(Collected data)
BEGIN

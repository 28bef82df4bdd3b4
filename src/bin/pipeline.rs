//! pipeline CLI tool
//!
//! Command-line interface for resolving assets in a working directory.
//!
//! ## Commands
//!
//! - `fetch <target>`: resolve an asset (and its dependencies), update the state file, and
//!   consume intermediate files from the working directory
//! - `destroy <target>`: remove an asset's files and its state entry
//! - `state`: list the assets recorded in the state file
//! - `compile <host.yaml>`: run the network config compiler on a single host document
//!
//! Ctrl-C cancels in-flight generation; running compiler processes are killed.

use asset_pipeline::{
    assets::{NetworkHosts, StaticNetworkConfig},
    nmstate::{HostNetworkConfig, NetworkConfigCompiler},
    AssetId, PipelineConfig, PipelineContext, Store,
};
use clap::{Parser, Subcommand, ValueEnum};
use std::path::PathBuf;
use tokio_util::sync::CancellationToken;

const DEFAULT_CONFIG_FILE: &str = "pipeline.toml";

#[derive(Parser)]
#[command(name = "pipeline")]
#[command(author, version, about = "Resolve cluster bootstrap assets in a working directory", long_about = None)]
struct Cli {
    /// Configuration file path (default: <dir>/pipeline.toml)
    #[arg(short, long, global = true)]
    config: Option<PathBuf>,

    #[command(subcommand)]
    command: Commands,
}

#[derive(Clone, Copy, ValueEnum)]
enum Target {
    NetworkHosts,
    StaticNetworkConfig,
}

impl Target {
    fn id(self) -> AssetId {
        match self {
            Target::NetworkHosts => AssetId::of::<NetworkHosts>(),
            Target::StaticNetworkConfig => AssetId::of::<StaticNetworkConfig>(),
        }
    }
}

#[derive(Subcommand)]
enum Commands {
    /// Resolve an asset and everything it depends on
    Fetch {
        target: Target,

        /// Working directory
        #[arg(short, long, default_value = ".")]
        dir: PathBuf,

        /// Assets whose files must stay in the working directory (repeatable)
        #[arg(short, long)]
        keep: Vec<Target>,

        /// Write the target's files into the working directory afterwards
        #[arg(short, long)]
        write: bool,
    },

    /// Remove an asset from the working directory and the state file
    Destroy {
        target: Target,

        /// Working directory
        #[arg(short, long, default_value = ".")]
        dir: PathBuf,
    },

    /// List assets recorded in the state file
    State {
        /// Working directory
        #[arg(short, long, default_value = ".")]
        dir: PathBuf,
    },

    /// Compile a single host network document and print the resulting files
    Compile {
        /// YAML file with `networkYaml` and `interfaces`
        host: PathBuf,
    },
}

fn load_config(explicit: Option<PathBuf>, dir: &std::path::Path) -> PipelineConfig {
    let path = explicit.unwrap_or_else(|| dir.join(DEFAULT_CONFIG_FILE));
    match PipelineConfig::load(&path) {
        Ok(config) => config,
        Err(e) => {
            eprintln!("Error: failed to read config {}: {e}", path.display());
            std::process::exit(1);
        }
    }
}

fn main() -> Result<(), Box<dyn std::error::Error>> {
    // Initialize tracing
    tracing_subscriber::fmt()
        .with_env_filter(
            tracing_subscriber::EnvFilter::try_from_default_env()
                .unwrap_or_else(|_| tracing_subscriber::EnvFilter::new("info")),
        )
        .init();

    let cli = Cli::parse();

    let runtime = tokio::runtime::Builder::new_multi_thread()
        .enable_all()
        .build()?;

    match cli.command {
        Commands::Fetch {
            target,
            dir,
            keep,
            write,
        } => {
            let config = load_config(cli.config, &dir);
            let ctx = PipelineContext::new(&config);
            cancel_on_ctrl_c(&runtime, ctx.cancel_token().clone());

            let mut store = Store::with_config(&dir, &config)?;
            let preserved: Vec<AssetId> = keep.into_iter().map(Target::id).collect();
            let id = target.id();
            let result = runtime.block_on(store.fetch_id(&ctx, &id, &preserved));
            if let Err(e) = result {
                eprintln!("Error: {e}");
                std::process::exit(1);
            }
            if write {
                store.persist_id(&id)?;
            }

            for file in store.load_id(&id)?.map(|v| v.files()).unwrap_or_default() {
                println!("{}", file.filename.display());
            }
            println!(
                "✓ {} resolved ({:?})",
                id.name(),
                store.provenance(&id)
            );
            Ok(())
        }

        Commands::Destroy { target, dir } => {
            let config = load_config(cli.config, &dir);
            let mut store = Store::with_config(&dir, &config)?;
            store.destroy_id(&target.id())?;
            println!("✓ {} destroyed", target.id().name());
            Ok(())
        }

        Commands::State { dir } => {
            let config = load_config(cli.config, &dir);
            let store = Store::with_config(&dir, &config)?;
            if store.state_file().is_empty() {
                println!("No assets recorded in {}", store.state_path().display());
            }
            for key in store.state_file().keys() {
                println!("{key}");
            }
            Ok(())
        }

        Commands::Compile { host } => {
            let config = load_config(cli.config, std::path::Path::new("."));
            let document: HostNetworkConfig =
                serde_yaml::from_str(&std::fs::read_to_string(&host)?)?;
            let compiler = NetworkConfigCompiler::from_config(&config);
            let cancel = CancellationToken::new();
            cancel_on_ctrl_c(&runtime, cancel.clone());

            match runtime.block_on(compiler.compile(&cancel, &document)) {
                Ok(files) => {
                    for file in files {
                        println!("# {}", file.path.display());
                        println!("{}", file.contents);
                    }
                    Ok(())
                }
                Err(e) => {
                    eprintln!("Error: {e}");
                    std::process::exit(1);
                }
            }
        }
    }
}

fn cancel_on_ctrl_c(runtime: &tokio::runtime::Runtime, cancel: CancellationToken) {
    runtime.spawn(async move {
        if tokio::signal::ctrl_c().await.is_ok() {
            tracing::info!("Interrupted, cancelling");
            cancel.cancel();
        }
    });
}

END

### INSTRUCTIONS FOR THE TASK
Where the string "recorded" occurs in the data, return the whole line.

### RESULT
//! - `state`: list the assets recorded in the state file
    /// List assets recorded in the state file
                println!("No assets recorded in {}", store.state_path().display());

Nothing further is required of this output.